The clinicopathologic details of the cases were obtained from surgical pathology reports, and the triple-negative phenotype of the tumors was confirmed in the CRGH, RPAH, and kConFab cohorts by repeat immunohistochemistry for estrogen receptor, progesterone receptor, and human epidermal growth factor receptor 2 before TMA construction. Tumor-infiltrating lymphocytes (TILs) were scored on whole sections and core biopsies of the tumor according to guidelines published by the International TILs Working Group,9 expressed as a percentage of tumor-associated stroma occupied by TILs and further categorized as 0 (virtually absent), 1 (mild, <30%), 2 (moderate, 30% to 60%), and 3 (marked, >60%).10,11
This project was approved by the human research ethics committee of Peter MacCallum Cancer Centre (project 03/90).
PD-L1 Immunohistochemistry
Serial sections of the TMAs were cut at 4 µm thickness and immunohistochemistry for PD-L1 clones SP142, SP263, and 22C3 was performed at PMCC within 3 weeks of sectioning (PMCC/TP and kConFab TMAs) or within 2 months of sectioning (RPAH and CRGH TMAs). Immunohistochemistry for SP142, SP263, and 22C3 PD-L1 was performed using locked protocols for the CE-IVD PD-L1 kits on the Ventana BenchMark ULTRA Platform (SP142 and SP263) and the Dako Link 48 platform (22C3). The instrument performed the staining process by applying the appropriate reagent, monitoring the incubation time and rinsing slides between reagents. Omission of the primary antibody was used as a negative control. Tissue samples were subsequently counterstained with hematoxylin and mounted in nonaqueous, permanent mounting media. Appropriately stained external controls comprising tonsil and placenta were present on each TMA section.

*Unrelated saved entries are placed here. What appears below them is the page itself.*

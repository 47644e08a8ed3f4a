use std::sync::Arc;

use serde::Serialize;

use crate::ff::CompositeState;
use crate::grammar::Rule;
use crate::sentence::Sentence;
use crate::vocab::WordId;

pub type NodeId = usize;
pub type EdgeId = usize;

/// One rule application.
#[derive(Debug, Clone)]
pub struct HyperEdge {
    /// `None` on the edges that lift a full-span item to the goal node.
    pub rule: Option<Arc<Rule>>,
    /// One node per slot, in slot order.
    pub tails: Vec<NodeId>,
    pub start: usize,
    pub end: usize,
    /// Weighted score of this edge's own features.
    pub transition_score: f64,
    /// `transition_score` plus the scores of the tails' best derivations.
    pub score: f64,
}

/// A chart item: every derivation of `label` over `[start, end)` that ends in `state`.
#[derive(Debug, Clone)]
pub struct Node {
    pub label: WordId,
    pub start: usize,
    pub end: usize,
    pub state: CompositeState,
    /// Incoming edges, in materialisation order.
    pub edges: Vec<EdgeId>,
    pub best_edge: EdgeId,
    pub score: f64,
}

/// Search counters for one sentence.
#[derive(Debug, Clone, Copy, Default, PartialEq, Eq, Serialize)]
pub struct ChartStats {
    /// Nodes inserted into a cell.
    pub added: usize,
    /// Edges folded into an existing equivalent node.
    pub merged: usize,
    /// Candidates dropped by the beam, before or after insertion.
    pub pruned: usize,
    /// Cube combinations popped.
    pub pops: usize,
    /// Combinations whose scoring failed.
    pub failed: usize,
}

/// Per-sentence arena of nodes and edges, addressed by index.
///
/// Nodes evicted from a cell stay in the arena but are unreachable from the goal.
#[derive(Debug)]
pub struct Hypergraph {
    sentence: Sentence,
    nodes: Vec<Node>,
    edges: Vec<HyperEdge>,
    goal: Option<NodeId>,
    pub(crate) stats: ChartStats,
}

impl Hypergraph {
    pub(crate) fn new(sentence: Sentence) -> Self {
        Self {
            sentence,
            nodes: Vec::new(),
            edges: Vec::new(),
            goal: None,
            stats: ChartStats::default(),
        }
    }

    pub fn sentence(&self) -> &Sentence {
        &self.sentence
    }

    pub fn node(&self, id: NodeId) -> &Node {
        &self.nodes[id]
    }

    pub fn edge(&self, id: EdgeId) -> &HyperEdge {
        &self.edges[id]
    }

    pub fn nodes(&self) -> &[Node] {
        &self.nodes
    }

    pub fn edges(&self) -> &[HyperEdge] {
        &self.edges
    }

    /// The goal node, absent when no derivation covers the sentence.
    pub fn goal(&self) -> Option<NodeId> {
        self.goal
    }

    pub fn stats(&self) -> ChartStats {
        self.stats
    }

    /// Viterbi score of the whole sentence.
    pub fn goal_score(&self) -> Option<f64> {
        self.goal.map(|g| self.nodes[g].score)
    }

    pub(crate) fn push_edge(&mut self, edge: HyperEdge) -> EdgeId {
        self.edges.push(edge);
        self.edges.len() - 1
    }

    pub(crate) fn push_node(&mut self, node: Node) -> NodeId {
        self.nodes.push(node);
        self.nodes.len() - 1
    }

    pub(crate) fn node_mut(&mut self, id: NodeId) -> &mut Node {
        &mut self.nodes[id]
    }

    pub(crate) fn set_goal(&mut self, id: NodeId) {
        self.goal = Some(id);
    }
}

Scoring of PD-L1 Immunohistochemistry
Full-face cores containing at least 100 invasive carcinoma cells (determined by manual counting) were required for assessment for PD-L1 status. For each PD-L1 clone, up to 15.7% and 13.2% of cores were discarded due to insufficient tumor cells or partial sections, respectively. PD-L1 scores were expressed as the percentage of tumor area occupied by positive-stained immune cells.12 The PD-L1 scores were categorized as tumor infiltrating immune cells (IC) 0 (<1%), IC 1(1% to <5%), IC 2 (5% to <10%), and IC 3 (at least 10%) (Fig. 1), and dichotomized as PD-L1 negative (<1%) or PD-L1 positive (≥1%). Scoring was performed by 2 pathologists (J.-M.B.P. and S.B.F.) who were trained and demonstrated competency in SP142 PD-L1 assessment in TNBC in a 1-day training course, and were experienced in SP142, SP263, and 22C3 PD-L1 assessment in clinical samples. All the cores were scored for SP142, SP263, and 22C3 PD-L1 by 1 investigator (J.-M.B.P.). Where there were multiple cores from the same tumor, the highest PD-L1 score was taken. Cores scored adjacent to the cutpoint (<1% to 5%) for SP142 PD-L1, and cores with discordant PD-L1 status between the PD-L1 assays were double scored with another pathologist (S.B.F.). Overall, 62.9% (281/447) of SP142 PD-L1 scores, 35.9% (166/462) of SP263 PD-L1 scores, and 35.2% (159/452) of 22C3 PD-L1 scores were reviewed. All 60 cores included in the intraobserver and interobserver reproducibility study were scored by both pathologists to generate the reference score.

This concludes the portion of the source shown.